The first secretary general from sub-Saharan Africa, Annan led the United Nations through the divisive years of the Iraq war and was later accused of corruption in the oil-for-food scandal, one of the most trying times of his tenure.
Annan "astutely guided the United Nations organisation into the 21st century defining an ambitious agenda that had made the UN truly indispensable to peace, prosperity and human dignity around the world," Annan's successor as UN secretary general, Ban Ki-moon, said in a statement.
Annan's family said he had passed away peacefully on Saturday after a short illness.
Annan, who lived not far from the UN European headquarters in Geneva, died in a Bern hospital, Swiss media reported.
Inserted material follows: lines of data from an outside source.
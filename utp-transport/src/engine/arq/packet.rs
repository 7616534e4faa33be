//! Segment codec for [`super::ArqEngine`].
//!
//! Pure data transformation: a [`Packet`] in, bytes out, and back.
//!
//! ```text
//!  offset  size  field
//!  ------  ----  ----------------------------------------------
//!       0     2  conn_id      chosen by the connecting side
//!       2     4  seq          first payload byte, or SYN/FIN
//!       6     4  ack          next sequence number expected
//!      10     1  flags        SYN | ACK | FIN | RST
//!      11     2  window       advertised receive window (bytes)
//!      13     2  length       payload length
//!      15     2  checksum     RFC 1071 over header + payload
//!      17     *  payload
//! ```
//!
//! Integers travel in network byte order.  `(peer address, conn_id)` names
//! one logical connection on a shared UDP socket.

use thiserror::Error;

pub mod flags {
    pub const SYN: u8 = 1 << 0;
    pub const ACK: u8 = 1 << 1;
    pub const FIN: u8 = 1 << 2;
    pub const RST: u8 = 1 << 3;
}

pub const HEADER_LEN: usize = 17;

const CHECKSUM_AT: usize = 15;

#[derive(Debug, Clone, PartialEq, Eq)]
pub struct Header {
    pub conn_id: u16,
    pub seq: u32,
    pub ack: u32,
    pub flags: u8,
    /// Receive window the sender can still absorb.
    pub window: u16,
}

impl Header {
    pub fn has(&self, flag: u8) -> bool {
        self.flags & flag == flag
    }
}

#[derive(Debug, Clone, PartialEq, Eq)]
pub struct Packet {
    pub header: Header,
    pub payload: Vec<u8>,
}

#[derive(Error, Debug, Clone, Copy, PartialEq, Eq)]
pub enum PacketError {
    #[error("datagram of {0} bytes cannot hold a header")]
    Truncated(usize),
    #[error("header announces {declared} payload bytes, datagram carries {actual}")]
    BadLength { declared: usize, actual: usize },
    #[error("checksum mismatch")]
    BadChecksum,
}

impl Packet {
    /// A payload-less segment: SYN, ACK, FIN, RST or a combination.
    pub fn control(conn_id: u16, seq: u32, ack: u32, flags: u8, window: u16) -> Self {
        Self {
            header: Header {
                conn_id,
                seq,
                ack,
                flags,
                window,
            },
            payload: Vec::new(),
        }
    }

    pub fn encode(&self) -> Vec<u8> {
        let h = &self.header;
        let mut out = Vec::with_capacity(HEADER_LEN + self.payload.len());
        out.extend_from_slice(&h.conn_id.to_be_bytes());
        out.extend_from_slice(&h.seq.to_be_bytes());
        out.extend_from_slice(&h.ack.to_be_bytes());
        out.push(h.flags);
        out.extend_from_slice(&h.window.to_be_bytes());
        out.extend_from_slice(&(self.payload.len() as u16).to_be_bytes());
        out.extend_from_slice(&[0, 0]);
        out.extend_from_slice(&self.payload);

        let sum = checksum(&out);
        out[CHECKSUM_AT..CHECKSUM_AT + 2].copy_from_slice(&sum.to_be_bytes());
        out
    }

    pub fn decode(datagram: &[u8]) -> Result<Self, PacketError> {
        if datagram.len() < HEADER_LEN {
            return Err(PacketError::Truncated(datagram.len()));
        }
        let mut r = Reader(datagram);
        let header = Header {
            conn_id: r.u16(),
            seq: r.u32(),
            ack: r.u32(),
            flags: r.u8(),
            window: r.u16(),
        };
        let declared = usize::from(r.u16());
        r.u16();
        let payload = r.0;

        if declared != payload.len() {
            return Err(PacketError::BadLength {
                declared,
                actual: payload.len(),
            });
        }
        // A valid datagram, checksum field included, folds to zero.
        if checksum(datagram) != 0 {
            return Err(PacketError::BadChecksum);
        }
        Ok(Self {
            header,
            payload: payload.to_vec(),
        })
    }
}

/// Big-endian cursor over a slice already known to be long enough.
struct Reader<'a>(&'a [u8]);

impl Reader<'_> {
    fn take<const N: usize>(&mut self) -> [u8; N] {
        let (head, rest) = self.0.split_at(N);
        self.0 = rest;
        let mut out = [0u8; N];
        out.copy_from_slice(head);
        out
    }

    fn u8(&mut self) -> u8 {
        self.take::<1>()[0]
    }

    fn u16(&mut self) -> u16 {
        u16::from_be_bytes(self.take())
    }

    fn u32(&mut self) -> u32 {
        u32::from_be_bytes(self.take())
    }
}

/// RFC 1071 ones' complement sum.  An odd trailing byte is zero-padded.
fn checksum(bytes: &[u8]) -> u16 {
    let folded = bytes
        .chunks(2)
        .map(|pair| match *pair {
            [hi, lo] => u32::from(u16::from_be_bytes([hi, lo])),
            [hi] => u32::from(hi) << 8,
            _ => 0,
        })
        .fold(0u32, |acc, word| {
            let acc = acc + word;
            (acc & 0xffff) + (acc >> 16)
        });
    !(folded as u16)
}
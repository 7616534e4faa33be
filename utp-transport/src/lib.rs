//! `utp-transport`: stream connections multiplexed over one UDP socket by a
//! callback-driven transport engine.
//!
//! # Architecture
//!
//! ```text
//!   Protocol handlers        Connection / Listener handles
//!          ▲                          │ commands
//!          │ deferred events          ▼
//!  ┌───────┴──────────────────────────────────────┐
//!  │              endpoint task                   │
//!  │   Core: slots, handle map, outbound queue    │
//!  └───────┬──────────────────────────▲───────────┘
//!          │ imperative calls         │ callbacks
//!  ┌───────▼──────────────────────────┴───────────┐
//!  │        Box<dyn Engine>  (e.g. ArqEngine)     │
//!  └───────┬──────────────────────────────────────┘
//!          │ datagrams
//!  ┌───────▼──────┐
//!  │ UDP socket   │  (one per client / listener)
//!  └──────────────┘
//! ```
//!
//! Each module has a single responsibility:
//! - [`engine`]      engine capability traits and the reference [`ArqEngine`]
//! - [`addr`]        `(host, port)` ⇄ native address codec
//! - [`connection`]  connection handles, write path, outbound connect
//! - [`listener`]    accept gate, accept policies, two-phase shutdown
//! - [`protocol`]    application handler trait and the event-stream adapter
//! - [`config`]      endpoint configuration
//! - [`error`]       error taxonomy
//!
//! # Example
//!
//! ```no_run
//! use utp_transport::{open_connection, EndpointConfig, Event};
//!
//! # async fn demo() -> utp_transport::Result<()> {
//! let (conn, mut events) =
//!     open_connection("127.0.0.1:9000".parse().unwrap(), EndpointConfig::default()).await?;
//! conn.write(b"hello\n").await?;
//! while let Some(event) = events.next().await {
//!     if let Event::Data(bytes) = event {
//!         println!("{}", String::from_utf8_lossy(&bytes));
//!         conn.close();
//!     }
//! }
//! # Ok(())
//! # }
//! ```

pub mod addr;
pub mod config;
pub mod connection;
mod endpoint;
pub mod engine;
pub mod error;
pub mod listener;
pub mod protocol;
mod socket;
mod state;

pub use addr::PeerName;
pub use config::{EndpointConfig, WriteStallPolicy};
pub use connection::{
    connect, connect_host, connect_with_engine, open_connection, Connection, ConnectionRef,
    WriteStatus,
};
pub use engine::arq::{ArqConfig, ArqEngine};
pub use engine::{Engine, EngineCallbacks, EngineOptions, EngineState, SocketHandle};
pub use error::{EngineError, Error, Result, TransportError};
pub use listener::{AcceptAll, AcceptPolicy, Listener, ProtocolFactory, SinglePeer};
pub use protocol::{ChannelProtocol, Event, EventStream, Protocol};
"Honestly speaking, we are in a mess," he told AFP last December, warning that "today, leaders are going in the wrong direction... leaders are withdrawing."
Despite his criticism, current and former world leaders voiced their admiration for Annan.
Russian President Vladimir Putin hailed his "wisdom and courage", while German Chancellor Angela Merkel celebrated the "exceptional statesman in the service of the global community."
His foundation told the ATS news agency Sunday his funeral would be a private event, but did not provide further details. It said a separate UN ceremony would be held at a later date.
President Donald Trump has as yet made no comment, but his Secretary of State, Mike Pompeo on Sunday hailed a life spent "advocating for peace and human dignity".
And US ambassador to the UN Nikki Haley said Annan "worked tirelessly to unite us and never stopped fighting for the dignity of every person".
Former US president Barack Obama earlier said Annan "embodied the mission of the United Nations like few others".
"Kofi Annan was a truly great UN Secretary-General," former US president Bill Clinton and former secretary of state Hillary Clinton said in a statement.